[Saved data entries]

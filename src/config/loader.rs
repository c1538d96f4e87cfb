//! Top-level config loading pipeline.

use std::path::{Path, PathBuf};

use tracing::debug;

use crate::error::ConfigError;

use super::defaults::{ENV_LOG_LEVEL, ENV_STYLESHEET};
use super::sources::{config_root_dir, read_config_text_with_sources, ConfigSource};
use super::Config;

/// Resolved configuration plus where it came from.
#[derive(Debug, Clone, PartialEq)]
pub struct LoadedConfig {
    pub config: Config,
    pub source: ConfigSource,
}

/// Load configuration from disk and environment.
///
/// `path_override` is an explicit config file path (from `--config`).
pub fn load_config(path_override: Option<&Path>) -> Result<LoadedConfig, ConfigError> {
    load_config_from_sources(
        path_override,
        |path| std::fs::read_to_string(path),
        |name| std::env::var(name).ok(),
        config_root_dir,
    )
}

pub(super) fn load_config_from_sources<FRead, FEnv, FRoot>(
    path_override: Option<&Path>,
    read_file: FRead,
    env_lookup: FEnv,
    config_root: FRoot,
) -> Result<LoadedConfig, ConfigError>
where
    FRead: Fn(&Path) -> Result<String, std::io::Error>,
    FEnv: Fn(&str) -> Option<String>,
    FRoot: Fn() -> Option<PathBuf>,
{
    let (text, source) = read_config_text_with_sources(path_override, &read_file, &config_root)?;
    let mut config: Config = toml::from_str(&text)?;
    apply_env_overrides(&mut config, &env_lookup);
    normalize(&mut config);
    validate(&config)?;
    debug!(%source, "configuration loaded");
    Ok(LoadedConfig { config, source })
}

fn non_empty_env<FEnv>(env_lookup: &FEnv, name: &str) -> Option<String>
where
    FEnv: Fn(&str) -> Option<String>,
{
    env_lookup(name)
        .map(|v| v.trim().to_string())
        .filter(|v| !v.is_empty())
}

fn apply_env_overrides<FEnv>(config: &mut Config, env_lookup: &FEnv)
where
    FEnv: Fn(&str) -> Option<String>,
{
    if let Some(level) = non_empty_env(env_lookup, ENV_LOG_LEVEL) {
        config.logging.level = level;
    }
    if let Some(path) = non_empty_env(env_lookup, ENV_STYLESHEET) {
        config.coordinator.stylesheet_path = path;
    }
}

fn normalize(config: &mut Config) {
    for scheme in &mut config.coordinator.reload_schemes {
        *scheme = scheme.trim().trim_end_matches(':').to_ascii_lowercase();
    }
}

/// Reject values no component can work with.
pub fn validate(config: &Config) -> Result<(), ConfigError> {
    let alpha = config.classifier.alpha_threshold;
    if !(0.0..=1.0).contains(&alpha) {
        return Err(ConfigError::Invalid(format!(
            "classifier.alpha_threshold must be within [0, 1], got {alpha}"
        )));
    }
    if config.coordinator.stylesheet_path.trim().is_empty() {
        return Err(ConfigError::Invalid(
            "coordinator.stylesheet_path must not be empty".to_string(),
        ));
    }
    if config.coordinator.reload_schemes.iter().any(|s| s.is_empty()) {
        return Err(ConfigError::Invalid(
            "coordinator.reload_schemes must not contain empty entries".to_string(),
        ));
    }
    if config.logging.level.trim().is_empty() {
        return Err(ConfigError::Invalid(
            "logging.level must not be empty".to_string(),
        ));
    }
    Ok(())
}
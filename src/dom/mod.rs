//! Narrow interface onto a rendered document.
//!
//! The analysis and painting code never owns DOM nodes. It reads resolved
//! styles and geometry through [`StyleTree`] and writes inline overrides
//! through [`StyleSink`]; node handles are only valid for the current pass.

use serde::{Deserialize, Serialize};

pub mod snapshot;

pub use snapshot::{Document, NodeId, SnapshotFile, SnapshotNode};

/// Border box of an element relative to the viewport origin.
#[derive(Debug, Clone, Copy, Default, PartialEq, Serialize, Deserialize)]
pub struct Rect {
    pub x: f64,
    pub y: f64,
    pub width: f64,
    pub height: f64,
}

impl Rect {
    pub const fn new(x: f64, y: f64, width: f64, height: f64) -> Self {
        Self {
            x,
            y,
            width,
            height,
        }
    }

    pub fn area(&self) -> f64 {
        self.width * self.height
    }
}

/// Dimensions used to decide whether a box is on screen.
#[derive(Debug, Clone, Copy, PartialEq, Serialize, Deserialize)]
pub struct Viewport {
    /// `window.innerWidth`.
    pub inner_width: f64,
    /// `document.documentElement.scrollHeight`.
    pub scroll_height: f64,
}

impl Default for Viewport {
    fn default() -> Self {
        Self {
            inner_width: 1280.0,
            scroll_height: 800.0,
        }
    }
}

/// Read access to computed style, geometry and tree structure.
pub trait StyleTree {
    type Node: Copy + Eq + std::fmt::Debug;

    /// The `<html>` element.
    fn document_element(&self) -> Self::Node;

    fn body(&self) -> Option<Self::Node>;

    fn viewport(&self) -> Viewport;

    fn tag_name(&self, node: Self::Node) -> String;

    /// Resolved value of a CSS property, e.g. `background-color`.
    fn computed_style(&self, node: Self::Node, property: &str) -> Option<String>;

    fn bounding_rect(&self, node: Self::Node) -> Rect;

    /// Element children in document order.
    fn children(&self, node: Self::Node) -> Vec<Self::Node>;

    /// Element children of the node's open shadow root, if any.
    fn shadow_children(&self, node: Self::Node) -> Vec<Self::Node>;

    fn is_displayed(&self, node: Self::Node) -> bool {
        self.computed_style(node, "display").as_deref() != Some("none")
    }
}

/// Inline style writes, as done by `element.style.setProperty`.
pub trait StyleSink: StyleTree {
    fn set_property(&mut self, node: Self::Node, property: &str, value: &str, important: bool);
}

- _Task_
From the records above, extract each line exactly as shown.

- _Exercise solution_
filename src/config/loader.rs
repository c1538d96f4e87cfb
//! Top-level config loading pipeline.

use std::path::{Path, PathBuf};

use tracing::debug;

use crate::error::ConfigError;

use super::defaults::{ENV_LOG_LEVEL, ENV_STYLESHEET};
use super::sources::{config_root_dir, read_config_text_with_sources, ConfigSource};
use super::Config;

/// Resolved configuration plus where it came from.
#[derive(Debug, Clone, PartialEq)]
pub struct LoadedConfig {
    pub config: Config,
    pub source: ConfigSource,
}

/// Load configuration from disk and environment.
///
/// `path_override` is an explicit config file path (from `--config`).
pub fn load_config(path_override: Option<&Path>) -> Result<LoadedConfig, ConfigError> {
    load_config_from_sources(
        path_override,
        |path| std::fs::read_to_string(path),
        |name| std::env::var(name).ok(),
        config_root_dir,
    )
}

pub(super) fn load_config_from_sources<FRead, FEnv, FRoot>(
    path_override: Option<&Path>,
    read_file: FRead,
    env_lookup: FEnv,
    config_root: FRoot,
) -> Result<LoadedConfig, ConfigError>
where
    FRead: Fn(&Path) -> Result<String, std::io::Error>,
    FEnv: Fn(&str) -> Option<String>,
    FRoot: Fn() -> Option<PathBuf>,
{
    let (text, source) = read_config_text_with_sources(path_override, &read_file, &config_root)?;
    let mut config: Config = toml::from_str(&text)?;
    apply_env_overrides(&mut config, &env_lookup);
    normalize(&mut config);
    validate(&config)?;
    debug!(%source, "configuration loaded");
    Ok(LoadedConfig { config, source })
}

fn non_empty_env<FEnv>(env_lookup: &FEnv, name: &str) -> Option<String>
where
    FEnv: Fn(&str) -> Option<String>,
{
    env_lookup(name)
        .map(|v| v.trim().to_string())
        .filter(|v| !v.is_empty())
}

fn apply_env_overrides<FEnv>(config: &mut Config, env_lookup: &FEnv)
where
    FEnv: Fn(&str) -> Option<String>,
{
    if let Some(level) = non_empty_env(env_lookup, ENV_LOG_LEVEL) {
        config.logging.level = level;
    }
    if let Some(path) = non_empty_env(env_lookup, ENV_STYLESHEET) {
        config.coordinator.stylesheet_path = path;
    }
}

fn normalize(config: &mut Config) {
    for scheme in &mut config.coordinator.reload_schemes {
        *scheme = scheme.trim().trim_end_matches(':').to_ascii_lowercase();
    }
}

/// Reject values no component can work with.
pub fn validate(config: &Config) -> Result<(), ConfigError> {
    let alpha = config.classifier.alpha_threshold;
    if !(0.0..=1.0).contains(&alpha) {
        return Err(ConfigError::Invalid(format!(
            "classifier.alpha_threshold must be within [0, 1], got {alpha}"
        )));
    }
    if config.coordinator.stylesheet_path.trim().is_empty() {
        return Err(ConfigError::Invalid(
            "coordinator.stylesheet_path must not be empty".to_string(),
        ));
    }
    if config.coordinator.reload_schemes.iter().any(|s| s.is_empty()) {
        return Err(ConfigError::Invalid(
            "coordinator.reload_schemes must not contain empty entries".to_string(),
        ));
    }
    if config.logging.level.trim().is_empty() {
        return Err(ConfigError::Invalid(
            "logging.level must not be empty".to_string(),
        ));
    }
    Ok(())
}
filename src/dom/mod.rs
//! Narrow interface onto a rendered document.
//!
//! The analysis and painting code never owns DOM nodes. It reads resolved
//! styles and geometry through [`StyleTree`] and writes inline overrides
//! through [`StyleSink`]; node handles are only valid for the current pass.

use serde::{Deserialize, Serialize};

pub mod snapshot;

pub use snapshot::{Document, NodeId, SnapshotFile, SnapshotNode};

/// Border box of an element relative to the viewport origin.
#[derive(Debug, Clone, Copy, Default, PartialEq, Serialize, Deserialize)]
pub struct Rect {
    pub x: f64,
    pub y: f64,
    pub width: f64,
    pub height: f64,
}

impl Rect {
    pub const fn new(x: f64, y: f64, width: f64, height: f64) -> Self {
        Self {
            x,
            y,
            width,
            height,
        }
    }

    pub fn area(&self) -> f64 {
        self.width * self.height
    }
}

/// Dimensions used to decide whether a box is on screen.
#[derive(Debug, Clone, Copy, PartialEq, Serialize, Deserialize)]
pub struct Viewport {
    /// `window.innerWidth`.
    pub inner_width: f64,
    /// `document.documentElement.scrollHeight`.
    pub scroll_height: f64,
}

impl Default for Viewport {
    fn default() -> Self {
        Self {
            inner_width: 1280.0,
            scroll_height: 800.0,
        }
    }
}

/// Read access to computed style, geometry and tree structure.
pub trait StyleTree {
    type Node: Copy + Eq + std::fmt::Debug;

    /// The `<html>` element.
    fn document_element(&self) -> Self::Node;

    fn body(&self) -> Option<Self::Node>;

    fn viewport(&self) -> Viewport;

    fn tag_name(&self, node: Self::Node) -> String;

    /// Resolved value of a CSS property, e.g. `background-color`.
    fn computed_style(&self, node: Self::Node, property: &str) -> Option<String>;

    fn bounding_rect(&self, node: Self::Node) -> Rect;

    /// Element children in document order.
    fn children(&self, node: Self::Node) -> Vec<Self::Node>;

    /// Element children of the node's open shadow root, if any.
    fn shadow_children(&self, node: Self::Node) -> Vec<Self::Node>;

    fn is_displayed(&self, node: Self::Node) -> bool {
        self.computed_style(node, "display").as_deref() != Some("none")
    }
}

/// Inline style writes, as done by `element.style.setProperty`.
pub trait StyleSink: StyleTree {
    fn set_property(&mut self, node: Self::Node, property: &str, value: &str, important: bool);
}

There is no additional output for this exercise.